From these three brothers, Heber, Ir, and Heremon (Amergin dying without issue), are descended all the Milesian Irish of Ireland and Scotland, viz.: from Heber, the eldest brother, the provincial Kings of Munster (of whom thirty-eight were sole Monarchs of Ireland), and most of the nobility and gentry of Munster, and many noble families in Scotland, are descended. From Ir, the second brother, all the provincial Kings of Ulster (of whom twenty-six were sole Monarchs of Ireland), and all the ancient nobility and gentry of Ulster, and many noble families in Leinster, Munster, and Connaught, derive their pedigrees; and, in Scotland, the Clan-na-Rory--the descendants of an eminent man, named Ruadhri or Roderick, who was Monarch of Ireland for seventy years (viz., from Before Christ 288 to 218).

From Heremon, the youngest of the three brothers, were descended one hundred and fourteen sole Monarchs of Ireland: the provincial Kings and Hermonian nobility and gentry of Leinster, Connaught, Meath, Orgiall, Tirowen, Tirconnell, and Clan-na-boy; the Kings of Dalriada; all the Kings of Scotland from Fergus. Mor MacEarca down to the Stuarts; and the Kings and Queens of England from Henry the Second down to the present time.

The issue of Ithe is not accounted among the Milesian Irish or Clan-na-Milé, as not being descended from Milesius, but from his uncle Ithe; of whose posterity there were also some Monarchs of Ireland (see Roll of the Irish Monarchs, infra), and many provincial or half provincial Kings of Munster: that country upon its first division being allocated to the sons of Heber and to Lughaidh, son of Ithe, whose posterity continued there accordingly.

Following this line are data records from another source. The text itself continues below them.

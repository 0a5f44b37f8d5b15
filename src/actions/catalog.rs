//! Action vocabulary shared by every role

use serde::{Deserialize, Serialize};

use crate::core::types::{AgentId, Position};

/// A single decided action. Targets are carried in the variant.
#[derive(Debug, Clone, Copy, PartialEq, Eq, Hash, Serialize, Deserialize)]
pub enum Action {
    Rest,
    Patrol,
    Wander,
    MoveTowards(Position),
    Hunt(AgentId),
    Fight(AgentId),
    Attack(AgentId),
    CarryCompanion,
    Reconnaissance,
    Idle,
    Challenge(AgentId),
    PatrolTerritory,
}

#[derive(Debug, Clone, Copy, PartialEq, Eq)]
pub enum ActionCategory {
    Movement,
    Combat,
    Social,
    Support,
    Idle,
}

impl Action {
    pub fn category(&self) -> ActionCategory {
        match self {
            Action::Patrol
            | Action::Wander
            | Action::MoveTowards(_)
            | Action::PatrolTerritory => ActionCategory::Movement,
            Action::Hunt(_) | Action::Fight(_) | Action::Attack(_) => ActionCategory::Combat,
            Action::Challenge(_) => ActionCategory::Social,
            Action::CarryCompanion | Action::Reconnaissance => ActionCategory::Support,
            Action::Rest | Action::Idle => ActionCategory::Idle,
        }
    }

    /// Agent this action is aimed at, if any
    pub fn target(&self) -> Option<AgentId> {
        match self {
            Action::Hunt(id) | Action::Fight(id) | Action::Attack(id) | Action::Challenge(id) => {
                Some(*id)
            }
            _ => None,
        }
    }

    pub fn name(&self) -> &'static str {
        match self {
            Action::Rest => "rest",
            Action::Patrol => "patrol",
            Action::Wander => "wander",
            Action::MoveTowards(_) => "move_towards",
            Action::Hunt(_) => "hunt",
            Action::Fight(_) => "fight",
            Action::Attack(_) => "attack",
            Action::CarryCompanion => "carry_companion",
            Action::Reconnaissance => "reconnaissance",
            Action::Idle => "idle",
            Action::Challenge(_) => "challenge",
            Action::PatrolTerritory => "patrol_territory",
        }
    }
}
//! Turn engine: decision, resolution, honor code, scheduling and reporting

pub mod action_execute;
pub mod action_select;
pub mod events;
pub mod output;
pub mod stats;
pub mod tick;
pub mod violation_detection;

pub use action_select::{select_action, Decide, WorldView};
pub use events::{ChallengeOutcome, Event, EventKind, EventLog};
pub use output::{render_grid, status_panel, FinalReport, History, Outcome, TurnRecord};
pub use stats::{ScoreChange, SimulationStats};
pub use tick::{Phase, Simulation};
pub use violation_detection::{evaluate_hunt, is_hunt_worthy, CodeViolation};
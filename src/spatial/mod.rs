//! Spatial model: terrain cells and the toroidal occupancy grid

pub mod grid;
pub mod terrain;

pub use grid::Grid;
pub use terrain::{Cell, Terrain};
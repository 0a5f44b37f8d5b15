pub mod catalog;

pub use catalog::{Action, ActionCategory};
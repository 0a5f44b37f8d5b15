//! Badlands - Entry Point
//!
//! Builds the stock roster on a generated grid, runs turns until the encounter
//! ends or the turn cap is hit, and prints periodic status plus a final report.

use std::path::PathBuf;

use badlands::core::error::Result;
use badlands::simulation::output::{render_grid, status_panel};
use badlands::{EngineConfig, History, Roster, Simulation};
use clap::Parser;
use tracing_subscriber::EnvFilter;

/// Badlands hunt simulation
#[derive(Parser, Debug)]
#[command(name = "badlands")]
#[command(about = "Run a seeded hunt on a toroidal badlands grid")]
struct Args {
    /// Grid width in cells
    #[arg(long, default_value_t = 25)]
    width: i32,

    /// Grid height in cells
    #[arg(long, default_value_t = 25)]
    height: i32,

    /// Random seed for the single simulation stream
    #[arg(long, default_value_t = 42)]
    seed: u64,

    /// Stop after this many turns even if nobody has fallen
    #[arg(long, default_value_t = 200)]
    max_turns: u32,

    /// Print status and map every N turns (0 disables)
    #[arg(long, default_value_t = 10)]
    report_every: u32,

    /// TOML file overriding rule constants
    #[arg(long)]
    config: Option<PathBuf>,

    /// Write the per-turn history series to this JSON file
    #[arg(long)]
    history_json: Option<PathBuf>,

    /// Only print the final report
    #[arg(long, short = 'q')]
    quiet: bool,
}

fn main() -> Result<()> {
    let args = Args::parse();

    let default_filter = if args.quiet { "badlands=warn" } else { "badlands=info" };
    tracing_subscriber::fmt()
        .with_env_filter(
            EnvFilter::try_from_default_env().unwrap_or_else(|_| EnvFilter::new(default_filter)),
        )
        .init();

    let config = match &args.config {
        Some(path) => EngineConfig::load(path)?,
        None => EngineConfig::default(),
    };

    let mut sim = Simulation::from_seed(
        args.width,
        args.height,
        &Roster::badlands(),
        config,
        args.seed,
    )?;
    tracing::info!("Badlands hunt starting (seed {})", args.seed);

    if !args.quiet {
        println!("=== BADLANDS ===");
        println!("{}", render_grid(&sim));
    }

    let mut history = History::new();
    history.record(&sim);

    while sim.turn() < args.max_turns && sim.step() {
        history.record(&sim);
        if !args.quiet && args.report_every > 0 && sim.turn() % args.report_every == 0 {
            println!("{}", status_panel(&sim));
            println!("{}", render_grid(&sim));
        }
    }

    let report = sim.final_report();
    println!("{}", report.summary());

    if let Some(path) = &args.history_json {
        history.write_json(path)?;
        println!("History written to {}", path.display());
    }

    Ok(())
}
pub mod config;
pub mod error;
pub mod types;

pub use config::EngineConfig;
pub use error::{HuntError, Result};
pub use types::{AgentId, ChanceRange, Position, RollRange, Turn};
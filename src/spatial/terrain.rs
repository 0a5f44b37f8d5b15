//! Terrain kinds and grid cells
//!
//! Terrain is fixed after generation; only the occupant slot changes during play.

use serde::{Deserialize, Serialize};

use crate::core::types::{AgentId, Position};

/// Terrain kind of a single cell
#[derive(Debug, Clone, Copy, PartialEq, Eq, Hash, Serialize, Deserialize, Default)]
pub enum Terrain {
    #[default]
    Open,
    SlowSand,
    Rocky,
    Trap,
    Hostile,
}

impl Terrain {
    /// Stamina spent by a mover entering a cell of this kind
    pub fn stamina_cost(&self) -> i32 {
        match self {
            Terrain::Open => 1,
            Terrain::SlowSand => 2,
            Terrain::Rocky => 3,
            Terrain::Trap => 1,
            Terrain::Hostile => 4,
        }
    }

    pub fn is_trap(&self) -> bool {
        matches!(self, Terrain::Trap)
    }

    /// Map glyph used by the text renderer
    pub fn glyph(&self) -> char {
        match self {
            Terrain::Open => '.',
            Terrain::SlowSand => '~',
            Terrain::Rocky => '^',
            Terrain::Trap => 'X',
            Terrain::Hostile => '#',
        }
    }
}

/// A single grid cell
#[derive(Debug, Clone, Serialize, Deserialize)]
pub struct Cell {
    pub position: Position,
    terrain: Terrain,
    stamina_cost: i32,
    trap: bool,
    occupant: Option<AgentId>,
}

impl Cell {
    pub fn new(position: Position, terrain: Terrain) -> Self {
        Self {
            position,
            terrain,
            stamina_cost: terrain.stamina_cost(),
            trap: terrain.is_trap(),
            occupant: None,
        }
    }

    pub fn terrain(&self) -> Terrain {
        self.terrain
    }

    pub fn stamina_cost(&self) -> i32 {
        self.stamina_cost
    }

    pub fn is_trap(&self) -> bool {
        self.trap
    }

    pub fn occupant(&self) -> Option<AgentId> {
        self.occupant
    }

    /// A cell is passable when nobody stands on it; terrain never blocks
    pub fn is_passable(&self) -> bool {
        self.occupant.is_none()
    }

    pub(crate) fn set_terrain(&mut self, terrain: Terrain) {
        self.terrain = terrain;
        self.stamina_cost = terrain.stamina_cost();
        self.trap = terrain.is_trap();
    }

    pub(crate) fn set_occupant(&mut self, occupant: Option<AgentId>) {
        self.occupant = occupant;
    }
}
// Analysis configuration.
//
// Everything the metrics stages need besides the rows themselves lives here:
// department salaries (turned into hourly rates), report sizes and the alert
// thresholds. The struct is loaded once and handed to each stage by reference.
use crate::error::Result;
use serde::Deserialize;
use std::collections::BTreeMap;
use std::path::Path;

#[derive(Debug, Clone, Deserialize)]
#[serde(default)]
pub struct AnalysisConfig {
    /// Paid hours per year used to turn an annual salary into an hourly rate.
    pub work_hours_per_year: f64,
    /// Department name -> annual salary.
    pub departments: BTreeMap<String, f64>,
    /// Hourly rate for departments that are not in `departments`.
    pub default_hourly_rate: f64,
    /// Length of the top profitable / loss-making project lists.
    pub top_n: usize,
    pub thresholds: Thresholds,
}

#[derive(Debug, Clone, Deserialize)]
#[serde(default)]
pub struct Thresholds {
    pub low_efficiency: f64,
    pub high_failure_rate_pct: f64,
    pub min_average_margin_pct: f64,
    pub max_labor_cost_pct: f64,
    pub efficiency_std_alert: f64,
    pub overloaded_department_factor: f64,
}

impl Default for AnalysisConfig {
    fn default() -> Self {
        Self {
            work_hours_per_year: 2080.0,
            departments: BTreeMap::new(),
            default_hourly_rate: 0.0,
            top_n: 10,
            thresholds: Thresholds::default(),
        }
    }
}

impl Default for Thresholds {
    fn default() -> Self {
        Self {
            low_efficiency: 100.0,
            high_failure_rate_pct: 10.0,
            min_average_margin_pct: 15.0,
            max_labor_cost_pct: 40.0,
            efficiency_std_alert: 100.0,
            overloaded_department_factor: 1.5,
        }
    }
}

impl AnalysisConfig {
    pub fn from_path(path: impl AsRef<Path>) -> Result<Self> {
        let text = std::fs::read_to_string(path)?;
        Self::from_toml_str(&text)
    }

    pub fn from_toml_str(text: &str) -> Result<Self> {
        Ok(toml::from_str(text)?)
    }

    /// Hourly rate for a department and whether it came from the salary table.
    pub fn hourly_rate(&self, department: &str) -> (f64, bool) {
        match self.departments.get(department) {
            Some(salary) if self.work_hours_per_year > 0.0 => {
                (salary / self.work_hours_per_year, true)
            }
            Some(_) => (0.0, true),
            None => (self.default_hourly_rate, false),
        }
    }
}

#[cfg(test)]
mod tests {
    use super::*;
    use pretty_assertions::assert_eq;

    #[test]
    fn partial_toml_keeps_defaults() {
        let cfg = AnalysisConfig::from_toml_str(
            r#"
            top_n = 5

            [departments]
            "设计部" = 208000.0

            [thresholds]
            low_efficiency = 50.0
            "#,
        )
        .unwrap();
        assert_eq!(cfg.top_n, 5);
        assert_eq!(cfg.work_hours_per_year, 2080.0);
        assert_eq!(cfg.thresholds.low_efficiency, 50.0);
        assert_eq!(cfg.thresholds.high_failure_rate_pct, 10.0);
        assert_eq!(cfg.hourly_rate("设计部"), (100.0, true));
    }

    #[test]
    fn unknown_department_uses_default_rate() {
        let cfg = AnalysisConfig {
            default_hourly_rate: 42.0,
            ..AnalysisConfig::default()
        };
        assert_eq!(cfg.hourly_rate("Nowhere"), (42.0, false));
    }

    #[test]
    fn zero_work_hours_gives_zero_rate() {
        let mut cfg = AnalysisConfig {
            work_hours_per_year: 0.0,
            ..AnalysisConfig::default()
        };
        cfg.departments.insert("Ops".to_string(), 50_000.0);
        assert_eq!(cfg.hourly_rate("Ops"), (0.0, true));
    }

    #[test]
    fn malformed_toml_is_an_error() {
        assert!(AnalysisConfig::from_toml_str("top_n = \"ten\"").is_err());
    }
}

This invasion, conquest, or plantation of Ireland by the Milesian or Scottish Nation took place in the Year of the World three thousand five hundred, or the next year after Solomon began the foundation of the Temple of Jerusalem, and one thousand six hundred and ninety-nine years before the Nativity of our Savior Jesus Christ; which, according to the Irish computation of Time, occurred Anno Mundi five thousand one hundred and ninety-nine: therein agreeing with the Septuagint, Roman Martyrologies, Eusebius, Orosius, and other ancient authors; which computation the ancient Irish chroniclers exactly observed in their Books of the Reigns of the Monarchs of Ireland, and other Antiquities of that Kingdom; out of which the Roll of the Monarchs of Ireland, from the beginning of the Milesian Monarchy to their submission to King Henry the Second of England, a Prince of their own Blood, is exactly collected.

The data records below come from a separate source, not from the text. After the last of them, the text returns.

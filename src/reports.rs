use crate::aggregate::ProjectMetrics;
use crate::analysis::AnalysisResult;
use crate::departments::DepartmentSummary;
use crate::types::{DepartmentRow, FinancialSummaryRow, ProjectTypeRow, StatusRow};
use crate::util::format_number;
use std::cmp::Ordering;
use std::collections::HashMap;

pub fn financial_summary_rows(projects: &[ProjectMetrics]) -> Vec<FinancialSummaryRow> {
    projects
        .iter()
        .map(|p| FinancialSummaryRow {
            project_code: p.code.clone(),
            project_name: p.name.clone(),
            project_type: p.project_type.to_string(),
            status: p.status.to_string(),
            contract_price: format_number(p.revenue, 2),
            purchase_cost: format_number(p.purchase_cost, 2),
            labor_cost: format_number(p.labor_cost, 2),
            total_cost: format_number(p.total_cost, 2),
            profit: format_number(p.profit, 2),
            profit_margin: format_number(p.margin_pct, 2),
            total_hours: format_number(p.total_hours, 2),
            efficiency_score: format_number(p.efficiency, 2),
        })
        .collect()
}

fn ranked<'a>(
    result: &'a AnalysisResult,
    keep: impl Fn(&DepartmentSummary) -> bool,
    order: impl Fn(&DepartmentSummary, &DepartmentSummary) -> Ordering,
) -> Vec<&'a DepartmentSummary> {
    let mut depts: Vec<&DepartmentSummary> =
        result.departments.values().filter(|&d| keep(d)).collect();
    depts.sort_by(|&a, &b| order(a, b).then_with(|| a.department.cmp(&b.department)));
    depts
}

/// Most hours first.
pub fn rank_by_hours(result: &AnalysisResult) -> Vec<&DepartmentSummary> {
    ranked(result, |_| true, |a, b| b.total_hours.total_cmp(&a.total_hours))
}

/// Most distinct projects first.
pub fn rank_by_projects(result: &AnalysisResult) -> Vec<&DepartmentSummary> {
    ranked(result, |_| true, |a, b| b.project_count.cmp(&a.project_count))
}

/// Cheapest labor per hour first. Departments without hours have no rate
/// to compare and are left out.
pub fn rank_by_cost_per_hour(result: &AnalysisResult) -> Vec<&DepartmentSummary> {
    ranked(
        result,
        |d| d.total_hours > 0.0,
        |a, b| a.cost_per_hour.total_cmp(&b.cost_per_hour),
    )
}

fn positions(ranking: &[&DepartmentSummary]) -> HashMap<String, usize> {
    ranking
        .iter()
        .enumerate()
        .map(|(i, d)| (d.department.clone(), i + 1))
        .collect()
}

/// Department rows, highest labor cost first (ties by name).
pub fn department_rows(result: &AnalysisResult) -> Vec<DepartmentRow> {
    let by_hours = positions(&rank_by_hours(result));
    let by_projects = positions(&rank_by_projects(result));
    let by_cost = positions(&rank_by_cost_per_hour(result));

    ranked(
        result,
        |_| true,
        |a, b| b.total_labor_cost.total_cmp(&a.total_labor_cost),
    )
    .into_iter()
    .map(|d| DepartmentRow {
        department: d.department.clone(),
        total_hours: format_number(d.total_hours, 2),
        total_labor_cost: format_number(d.total_labor_cost, 2),
        num_projects: d.project_count,
        num_tasks: d.entry_count,
        hours_per_project: format_number(d.average_hours_per_project, 1),
        hourly_rate: format_number(d.hourly_rate, 2),
        cost_per_hour: format_number(d.cost_per_hour, 2),
        avg_efficiency: format_number(d.average_efficiency, 2),
        hours_rank: by_hours.get(&d.department).copied().unwrap_or_default(),
        projects_rank: by_projects.get(&d.department).copied().unwrap_or_default(),
        cost_per_hour_rank: by_cost
            .get(&d.department)
            .map(|r| r.to_string())
            .unwrap_or_default(),
    })
    .collect()
}

pub fn project_type_rows(result: &AnalysisResult) -> Vec<ProjectTypeRow> {
    result
        .by_type
        .iter()
        .map(|t| ProjectTypeRow {
            project_type: t.project_type.to_string(),
            count: t.count,
            total_revenue: format_number(t.total_revenue, 2),
            total_profit: format_number(t.total_profit, 2),
            avg_margin: format_number(t.average_margin_pct, 2),
            avg_efficiency: format_number(t.average_efficiency, 2),
        })
        .collect()
}

pub fn status_rows(result: &AnalysisResult) -> Vec<StatusRow> {
    result
        .gs_by_status
        .iter()
        .map(|s| StatusRow {
            status: s.status.to_string(),
            count: s.count,
            total_profit: format_number(s.total_profit, 2),
            avg_profit: format_number(s.average_profit, 2),
            avg_margin: format_number(s.average_margin_pct, 2),
        })
        .collect()
}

[As the Milesian invasion of Ireland took place the next year after the laying of the foundation of the Temple of Jerusalem by Solomon, King of Israel, we may infer that Solomon was contemporary with Milesius of Spain; and that the Pharaoh King of Egypt, who (1 Kings iii. 1,) gave his daughter in marriage to Solomon, was the Pharaoh who conferred on Milesius of Spain the hand of another daughter Scotia.]

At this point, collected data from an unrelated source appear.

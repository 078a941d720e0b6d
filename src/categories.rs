// Project-type and status comparisons.
//
// Both groupings partition the project list: every project lands in exactly
// one type bucket, and every GS project in exactly one status bucket
// (`Unknown` included). ISS projects carry no status and are left out of the
// status table.
use crate::aggregate::ProjectMetrics;
use crate::types::{ProjectStatus, ProjectType};
use crate::util::average;
use serde::Serialize;
use std::collections::BTreeMap;

#[derive(Debug, Clone, PartialEq, Serialize)]
pub struct TypeSummary {
    pub project_type: ProjectType,
    pub count: usize,
    pub total_revenue: f64,
    pub total_cost: f64,
    pub total_profit: f64,
    pub total_hours: f64,
    /// Mean of per-project margins, sentinel values included.
    pub average_margin_pct: f64,
    pub average_efficiency: f64,
}

#[derive(Debug, Clone, PartialEq, Serialize)]
pub struct StatusSummary {
    pub status: ProjectStatus,
    pub count: usize,
    pub total_revenue: f64,
    pub total_profit: f64,
    pub average_profit: f64,
    pub average_margin_pct: f64,
    pub total_hours: f64,
}

#[derive(Default)]
struct Acc {
    revenue: f64,
    cost: f64,
    profit: f64,
    hours: f64,
    margins: Vec<f64>,
    efficiencies: Vec<f64>,
}

impl Acc {
    fn add(&mut self, p: &ProjectMetrics) {
        self.revenue += p.revenue;
        self.cost += p.total_cost;
        self.profit += p.profit;
        self.hours += p.total_hours;
        self.margins.push(p.margin_pct);
        self.efficiencies.push(p.efficiency);
    }

    fn count(&self) -> usize {
        self.margins.len()
    }
}

// Callers pass projects sorted by code, so bucket sums are order independent.
fn group_by<K: Ord>(
    projects: &[ProjectMetrics],
    key: impl Fn(&ProjectMetrics) -> Option<K>,
) -> BTreeMap<K, Acc> {
    let mut map: BTreeMap<K, Acc> = BTreeMap::new();
    for p in projects {
        if let Some(k) = key(p) {
            map.entry(k).or_default().add(p);
        }
    }
    map
}

/// Non-empty type buckets in `GS, ISS, Unknown` order.
pub fn compare_by_type(projects: &[ProjectMetrics]) -> Vec<TypeSummary> {
    group_by(projects, |p| Some(p.project_type))
        .into_iter()
        .map(|(project_type, acc)| TypeSummary {
            project_type,
            count: acc.count(),
            total_revenue: acc.revenue,
            total_cost: acc.cost,
            total_profit: acc.profit,
            total_hours: acc.hours,
            average_margin_pct: average(&acc.margins),
            average_efficiency: average(&acc.efficiencies),
        })
        .collect()
}

/// Non-empty status buckets over GS projects, in declaration order.
pub fn compare_gs_by_status(projects: &[ProjectMetrics]) -> Vec<StatusSummary> {
    group_by(projects, |p| (p.project_type == ProjectType::Gs).then_some(p.status))
        .into_iter()
        .map(|(status, acc)| {
            let count = acc.count();
            StatusSummary {
                status,
                count,
                total_revenue: acc.revenue,
                total_profit: acc.profit,
                average_profit: acc.profit / count as f64,
                average_margin_pct: average(&acc.margins),
                total_hours: acc.hours,
            }
        })
        .collect()
}
//! Error types for ingestion, configuration and export.
//!
//! Data-quality problems in individual rows are never errors; they are
//! counted in [`crate::normalize::DataQualityReport`]. Only problems that
//! prevent a complete result from being produced end up here.

use thiserror::Error;

pub type Result<T> = std::result::Result<T, AnalysisError>;

#[derive(Debug, Error)]
pub enum AnalysisError {
    #[error("I/O error: {0}")]
    Io(#[from] std::io::Error),

    #[error("CSV error: {0}")]
    Csv(#[from] csv::Error),

    #[error("Configuration error: {0}")]
    Config(#[from] toml::de::Error),

    #[error("JSON error: {0}")]
    Json(#[from] serde_json::Error),

    /// Missing required columns or an empty table.
    #[error("Invalid input '{source_name}': {message}")]
    InputShape {
        source_name: String,
        message: String,
    },
}

impl AnalysisError {
    pub fn input_shape(source_name: impl Into<String>, message: impl Into<String>) -> Self {
        Self::InputShape {
            source_name: source_name.into(),
            message: message.into(),
        }
    }
}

Milesius of Spain bore three Lions in his shield and standard, for the following reasons; namely, that, in his travels in his younger clays into foreign countries, passing through Africa, he, by his cunning and valor, killed in one morning three Lions; and that, in memory of so noble and valiant an exploit, he always after bore three Lions on his shield, which his two surviving sons Heber and Heremon, and his grandson Heber Donn, son of Ir, after their conquest of Ireland, divided amongst them, as well as they did the country: each of them bearing a Lion in his shield and banner, but of different colors; which the Chiefs of their posterity continue to this day: some with additions and differences; others plain and entire as they had it from their ancestors.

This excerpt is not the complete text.